Hey there..long time rant reader first time ranter(I promise I'm not a rant-reading creep

) Here's a rant I've been holding in for SO. LONG. Warning: most likely swearing (spacebar also fails so hard.)
My dad. Just. My. frickin'. DAD. He's such a whiner, he always thinks he's right, and always gets his way, even though he's WROONNG.
This morning I put my dishes in the sink. Ya know, so when more dishes go in I'll clean them all at once. He comes in and says "Why are there dishes in the sink?" Uh, obviously to wash them? "Well, do you know WHY we LEAVE dishes in the sink?" Uhm yes. To WASH them? "WRONG! You only leave dishes in the sink when there's a fire." ...What? Just what? ...I don't even..whatisthis. I didn't think there were freakin' rules for dish washing. That's not the only time he's said something so. incredibly. stupid. There have been plenty of times when he'll tell me how wrong I am for random stupid things, even though sometimes I'M ACTUALLY RIGHT. And my poor mother has to deal with this, too. Sometimes he'll make the dumbest freaking arguments EVER. "Well, when you make fish, you do it MY way, blahblahblah.." FISH. HE HAS ARGUED BECAUSE OF FISH, DAMMIT. EVERYTHING HAS TO REVOLVE AROUND HIM. Sometimes, when they argue, he will literally go into his room and POUT. HE WILL POUT. It's just so ridiculous I can't deal with it..but UUGHHH. Sometimes I feel like he's a grown up man-baby. Even seeing people to discuss problems, and find different ways to handle them won't work. He NEVER takes their advise because he always thinks his way is the best. I CAN'T FLIPPIN TAKE IT.

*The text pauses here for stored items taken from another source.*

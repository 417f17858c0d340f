use ulid::Ulid;

use crate::filters::{ReservationScope, StudioFilter};
use crate::model::*;
use crate::pricing::PricingSnapshot;

use super::conflict::find_conflict;
use super::{Engine, EngineError};

impl Engine {
    /// Whether `span` would collide with an existing reservation of the studio.
    /// Read-only; admission repeats this check under the write lock.
    pub async fn has_conflict(
        &self,
        studio_id: Ulid,
        span: Span,
        exclude: Option<Ulid>,
    ) -> Result<bool, EngineError> {
        let guard = self.read_studio(studio_id).await?;
        Ok(find_conflict(&guard, &span, self.options.overlap_scope, exclude).is_some())
    }

    pub async fn get_reservation(&self, id: Ulid) -> Result<Reservation, EngineError> {
        let studio_id = self
            .studio_for_reservation(&id)
            .ok_or(EngineError::NotFound(id))?;
        let guard = self.read_studio(studio_id).await?;
        guard.get(id).cloned().ok_or(EngineError::NotFound(id))
    }

    /// Reservations of a studio in start order, filtered by `scope`.
    pub async fn list_reservations(
        &self,
        studio_id: Ulid,
        scope: ReservationScope,
    ) -> Result<Vec<Reservation>, EngineError> {
        let guard = self.read_studio(studio_id).await?;
        Ok(guard
            .reservations
            .iter()
            .filter(|r| scope.matches(r))
            .cloned()
            .collect())
    }

    /// Every reservation made by `user_id`, across studios, in start order.
    pub async fn user_reservations(&self, user_id: Ulid) -> Result<Vec<Reservation>, EngineError> {
        let scope = ReservationScope::ForUser(user_id);
        let studio_ids: Vec<Ulid> = self.studios.iter().map(|e| *e.key()).collect();
        let mut out = Vec::new();
        for studio_id in studio_ids {
            out.extend(self.list_reservations(studio_id, scope).await?);
        }
        out.sort_by_key(|r| r.span.start);
        Ok(out)
    }

    pub async fn get_studio_info(&self, studio_id: Ulid) -> Result<StudioInfo, EngineError> {
        let guard = self.read_studio(studio_id).await?;
        let city = self
            .places
            .get(&guard.studio.place_id)
            .map(|p| p.city.clone())
            .unwrap_or_default();
        Ok(StudioInfo {
            studio: guard.studio.clone(),
            city,
            reservation_count: guard.reservations.len(),
        })
    }

    pub fn get_place(&self, id: Ulid) -> Option<Place> {
        self.places.get(&id).map(|e| e.value().clone())
    }

    /// Studios matching every criterion of `filter`.
    pub async fn search_studios(&self, filter: &StudioFilter) -> Result<Vec<StudioInfo>, EngineError> {
        let studio_ids: Vec<Ulid> = self.studios.iter().map(|e| *e.key()).collect();
        let mut out = Vec::new();
        for studio_id in studio_ids {
            let guard = self.read_studio(studio_id).await?;
            let Some(place) = self.get_place(guard.studio.place_id) else {
                continue;
            };
            if filter.matches(&guard.studio, &place) {
                out.push(StudioInfo {
                    studio: guard.studio.clone(),
                    city: place.city,
                    reservation_count: guard.reservations.len(),
                });
            }
        }
        out.sort_by(|a, b| a.studio.name.cmp(&b.studio.name).then(a.studio.id.cmp(&b.studio.id)));
        Ok(out)
    }

    /// Duration and cost of a reservation at its studio's current rate.
    pub async fn pricing_snapshot(&self, reservation_id: Ulid) -> Result<PricingSnapshot, EngineError> {
        let studio_id = self
            .studio_for_reservation(&reservation_id)
            .ok_or(EngineError::NotFound(reservation_id))?;
        let guard = self.read_studio(studio_id).await?;
        let reservation = guard
            .get(reservation_id)
            .ok_or(EngineError::NotFound(reservation_id))?;
        Ok(PricingSnapshot::compute(reservation, &guard.studio))
    }
}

GOD that felt so good. Sorry this is soo long but another rant below this incoming, again,language possible warning.
Most of my life I've suffered bullying, (I don't know if personal things are a no-no here but, yolo.) Just skipping up to now, I've lost so many friends, or should I say 'friends'. I've been told I was only used to pass the time, or I was never a friend, I was just used for the little money I have and for benefits (Not those benefits, I mean like seeing movie without THEM paying, etc). I rarely leave the house!(bullying reasons) I've lost so many friends.. Why did it all have to happen to me? My brother is Mr. Perfect with them, though. He has so many friends, a good job, art talent. What do I have? I have a LITTLE art talent, but my dad always compares his work to mine, saying I should be more like him. NO..PLEASE. NO. I just want to sit here, draw with terrible skill, and sew random plushies that he deems "too creepy for a girl to make" (they aren't even that scary! I'm not like a super perfect creepy-maker but come on..) The only friends I have now are all online, they know what it feels like to go through similar things. Sometimes I just want to cry, I have so many problems. I'm just a waste of time and space, I still don't know why anyone chose to talk to me, online and offline. I miss my old old self. I was so ignorant, I didn't care about opinion or judgement. I was so..happy. I rarely feel that feeling for REAL. Not just a simply smile..no, I can't even smile after all that's happened. I just can't.
ENDRANT/FEELING SPILLS. Sorry this is so long, feel free to ignore it. But, figured it's a RANT thread, I REALLY needed to get this off my chest. At least I feel abit better, hahaa.eh.